Task description —
In the entries below, filter for the word "anyhow" and copy every matching line.
---+---
use crate::config::LutConfig;
use crate::encode::{checked_word, write_hex};
use crate::prelude::{LutError, LutResult};
use crate::telemetry::log::LogManager;
use serde::{Deserialize, Serialize};
use std::f64::consts::PI;
use std::io::Write;

/// Constants derived once per table from a [`LutConfig`].
#[derive(Debug, Clone, Copy, Serialize, Deserialize, PartialEq)]
pub struct DerivedConstants {
    /// Clock cycles per carrier period; may be fractional.
    pub period_cycles: f64,
    /// Peak deviation from `center`, floor-divided in two steps.
    pub amplitude: f64,
    /// DC offset keeping every sample non-negative.
    pub center: f64,
}

impl DerivedConstants {
    pub fn from_config(config: &LutConfig) -> LutResult<Self> {
        config.validate()?;

        let period_cycles = config.clock_frequency_hz / config.carrier_frequency_hz;
        let half_period = period_cycles.div_euclid(2.0);
        let amplitude = (half_period * f64::from(config.scale.numerator))
            .div_euclid(f64::from(config.scale.denominator));
        let center = period_cycles / 2.0;

        if !(period_cycles.is_finite() && amplitude.is_finite()) {
            return Err(LutError::InvalidConfig(format!(
                "clock {} Hz over carrier {} Hz does not yield a finite period",
                config.clock_frequency_hz, config.carrier_frequency_hz
            )));
        }

        Ok(Self {
            period_cycles,
            amplitude,
            center,
        })
    }

    /// Quantizes the sample at `index` of a `resolution`-entry cycle.
    ///
    /// The value is truncated toward zero, not rounded, so tables stay
    /// bit-compatible with those already loaded into hardware.
    pub fn sample(&self, index: usize, resolution: usize) -> LutResult<u16> {
        let phase = 2.0 * PI * index as f64 / resolution as f64;
        let raw = self.center + self.amplitude * phase.sin();
        checked_word(index, raw.trunc() as i64)
    }
}

/// One full quantized sine cycle.
#[derive(Debug, Clone, PartialEq)]
pub struct SineLut {
    pub config: LutConfig,
    pub constants: DerivedConstants,
    pub samples: Vec<u16>,
}

impl SineLut {
    pub fn len(&self) -> usize {
        self.samples.len()
    }

    pub fn is_empty(&self) -> bool {
        self.samples.is_empty()
    }

    pub fn write_hex<W: Write>(&self, writer: W) -> LutResult<()> {
        write_hex(&self.samples, writer)
    }
}

/// Builds the table for `config`, failing on the first sample that does not
/// fit in a 16-bit word.
pub fn generate(config: &LutConfig) -> LutResult<SineLut> {
    let logger = LogManager::new();
    let constants = DerivedConstants::from_config(config)?;
    logger.detail(&format!(
        "period {} cycles, amplitude {}, center {}",
        constants.period_cycles, constants.amplitude, constants.center
    ));

    let samples = (0..config.resolution)
        .map(|index| constants.sample(index, config.resolution))
        .collect::<LutResult<Vec<_>>>()?;

    logger.record(&format!(
        "generated {} samples for {} Hz carrier on {} Hz clock",
        samples.len(),
        config.carrier_frequency_hz,
        config.clock_frequency_hz
    ));

    Ok(SineLut {
        config: config.clone(),
        constants,
        samples,
    })
}
/// Largest value representable by a 4-digit hex word.
pub const MAX_WORD: i64 = 0xFFFF;

/// Common error type for table generation and encoding.
#[derive(thiserror::Error, Debug)]
pub enum LutError {
    #[error("invalid configuration: {0}")]
    InvalidConfig(String),
    #[error("sample {index} quantizes to {value}, outside the 16-bit word range")]
    SampleOutOfRange { index: usize, value: i64 },
    #[error("malformed table line {line}: {reason}")]
    MalformedTable { line: usize, reason: String },
    #[error("i/o failure: {0}")]
    Io(#[from] std::io::Error),
}

pub type LutResult<T> = Result<T, LutError>;
pub mod model;
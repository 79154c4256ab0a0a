use anyhow::{bail, Context};
use clap::Parser;
use report::model::TableReport;
use std::fs;
use std::io;
use std::path::PathBuf;
use workflow::config::GeneratorConfig;
use workflow::runner::{Runner, TableCheck};

mod report;
mod workflow;

#[derive(Parser)]
#[command(author, version, about = "Sine lookup-table generator for DDS carriers")]
struct Args {
    /// Load table parameters from YAML instead of the flags below
    #[arg(long)]
    config: Option<PathBuf>,
    /// Samples per full sine cycle
    #[arg(long, default_value_t = 360)]
    resolution: usize,
    #[arg(long, default_value_t = 100_000_000.0)]
    clock_hz: f64,
    #[arg(long, default_value_t = 1_000.0)]
    carrier_hz: f64,
    #[arg(long, default_value_t = 80)]
    scale_numerator: u32,
    #[arg(long, default_value_t = 100)]
    scale_denominator: u32,
    /// Destination of the hex table
    #[arg(long, default_value = "sine_lut.hex")]
    output: PathBuf,
    /// Write the table to stdout instead of a file
    #[arg(long, default_value_t = false)]
    stdout: bool,
    /// Also write a JSON summary of the run
    #[arg(long)]
    report: Option<PathBuf>,
    /// Compare an existing table against the generated one instead of writing
    #[arg(long, conflicts_with_all = ["report", "stdout"])]
    check: Option<PathBuf>,
}

fn main() -> anyhow::Result<()> {
    env_logger::init();
    let args = Args::parse();

    let generator_config = if let Some(path) = args.config {
        GeneratorConfig::load(path)?
    } else {
        GeneratorConfig::from_args(
            args.resolution,
            args.clock_hz,
            args.carrier_hz,
            args.scale_numerator,
            args.scale_denominator,
        )
    };

    let runner = Runner::new(generator_config);
    let lut = runner.execute()?;

    if let Some(path) = args.check {
        match runner.verify_table(&lut, &path)? {
            TableCheck::Match => println!("{} matches ({} rows)", path.display(), lut.len()),
            TableCheck::LengthMismatch { expected, found } => bail!(
                "{} has {} rows, expected {}",
                path.display(),
                found,
                expected
            ),
            TableCheck::RowMismatch {
                row,
                expected,
                found,
            } => bail!(
                "{} differs at row {}: found {:04x}, expected {:04x}",
                path.display(),
                row,
                found,
                expected
            ),
        }
        return Ok(());
    }

    let output = if args.stdout {
        lut.write_hex(io::stdout().lock())
            .context("writing table to stdout")?;
        None
    } else {
        runner.write_table(&lut, &args.output)?;
        Some(args.output.display().to_string())
    };

    if let Some(path) = args.report {
        let report = TableReport::from_lut(&lut, output);
        fs::write(&path, report.to_json()?)
            .with_context(|| format!("writing report {}", path.display()))?;
    }

    Ok(())
}

#[cfg(test)]
mod tests {
    use super::*;
    use clap::CommandFactory;

    #[test]
    fn cli_definition_is_consistent() {
        Args::command().debug_assert();
    }

    #[test]
    fn check_refuses_report_and_stdout() {
        let err = Args::try_parse_from(["lutgen", "--check", "a.hex", "--report", "r.json"])
            .err()
            .unwrap();
        assert_eq!(err.kind(), clap::error::ErrorKind::ArgumentConflict);

        assert!(Args::try_parse_from(["lutgen", "--check", "a.hex", "--stdout"]).is_err());
        assert!(Args::try_parse_from(["lutgen", "--check", "a.hex"]).is_ok());
    }
}
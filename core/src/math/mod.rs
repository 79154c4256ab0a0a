pub mod stats;

pub use stats::TableStats;
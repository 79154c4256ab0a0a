use serde::{Deserialize, Serialize};
use sinelut::math::TableStats;
use sinelut::{DerivedConstants, LutConfig, SineLut};

/// JSON summary of one generated table.
#[derive(Debug, Clone, Serialize, Deserialize)]
pub struct TableReport {
    pub config: LutConfig,
    pub constants: DerivedConstants,
    pub rows: usize,
    pub stats: Option<TableStats>,
    #[serde(default, skip_serializing_if = "Option::is_none")]
    pub output: Option<String>,
}

impl TableReport {
    pub fn from_lut(lut: &SineLut, output: Option<String>) -> Self {
        Self {
            config: lut.config.clone(),
            constants: lut.constants,
            rows: lut.len(),
            stats: TableStats::from_samples(&lut.samples),
            output,
        }
    }

    pub fn to_json(&self) -> anyhow::Result<String> {
        Ok(serde_json::to_string_pretty(self)?)
    }
}

#[cfg(test)]
mod tests {
    use super::*;
    use sinelut::generate;

    #[test]
    fn report_serializes_constants_and_stats() {
        let lut = generate(&LutConfig::new(360, 100_000_000.0, 2_000.0)).unwrap();
        let report = TableReport::from_lut(&lut, Some("sine_lut.hex".into()));
        let value: serde_json::Value = serde_json::from_str(&report.to_json().unwrap()).unwrap();

        assert_eq!(value["rows"], 360);
        assert_eq!(value["constants"]["amplitude"], 20_000.0);
        assert_eq!(value["config"]["scale"]["denominator"], 100);
        assert_eq!(value["stats"]["max"], 45_000);
        assert_eq!(value["output"], "sine_lut.hex");
    }

    #[test]
    fn report_omits_missing_output() {
        let lut = generate(&LutConfig::new(8, 1_000.0, 10.0)).unwrap();
        let json = TableReport::from_lut(&lut, None).to_json().unwrap();
        assert!(!json.contains("output"));
    }
}
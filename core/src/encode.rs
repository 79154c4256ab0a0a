use crate::prelude::{LutError, LutResult, MAX_WORD};
use std::io::{BufRead, Write};

/// Number of hex digits per table row.
pub const WORD_DIGITS: usize = 4;

/// Formats a sample as a zero-padded lowercase hex word.
pub fn format_word(value: u16) -> String {
    format!("{:04x}", value)
}

/// Narrows a quantized sample to a table word, rejecting anything that would
/// need more than four hex digits or is negative.
pub fn checked_word(index: usize, value: i64) -> LutResult<u16> {
    if !(0..=MAX_WORD).contains(&value) {
        return Err(LutError::SampleOutOfRange { index, value });
    }
    Ok(value as u16)
}

/// Writes one word per line in index order.
pub fn write_hex<W: Write>(samples: &[u16], mut writer: W) -> LutResult<()> {
    for &sample in samples {
        writeln!(writer, "{}", format_word(sample))?;
    }
    writer.flush()?;
    Ok(())
}

/// Reads a table previously produced by [`write_hex`].
///
/// Only the exact byte layout `write_hex` emits is accepted: `\r\n` line
/// endings and a missing final newline are both rejected.
pub fn parse_hex<R: BufRead>(mut reader: R) -> LutResult<Vec<u16>> {
    let mut samples = Vec::new();
    let mut buf = Vec::new();
    let mut number = 0;
    loop {
        buf.clear();
        if reader.read_until(b'\n', &mut buf)? == 0 {
            break;
        }
        number += 1;

        let word = buf.strip_suffix(b"\n").ok_or_else(|| LutError::MalformedTable {
            line: number,
            reason: "missing trailing newline".into(),
        })?;
        let valid = word.len() == WORD_DIGITS
            && word
                .iter()
                .all(|b| b.is_ascii_digit() || (b'a'..=b'f').contains(b));
        if !valid {
            return Err(LutError::MalformedTable {
                line: number,
                reason: format!(
                    "expected {} lowercase hex digits, got {:?}",
                    WORD_DIGITS,
                    String::from_utf8_lossy(word)
                ),
            });
        }
        let value = word
            .iter()
            .filter_map(|&b| char::from(b).to_digit(16))
            .fold(0u16, |acc, digit| (acc << 4) | digit as u16);
        samples.push(value);
    }
    Ok(samples)
}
---+---
Solved problem —
use anyhow::{bail, Context};
fn main() -> anyhow::Result<()> {
    pub fn to_json(&self) -> anyhow::Result<String> {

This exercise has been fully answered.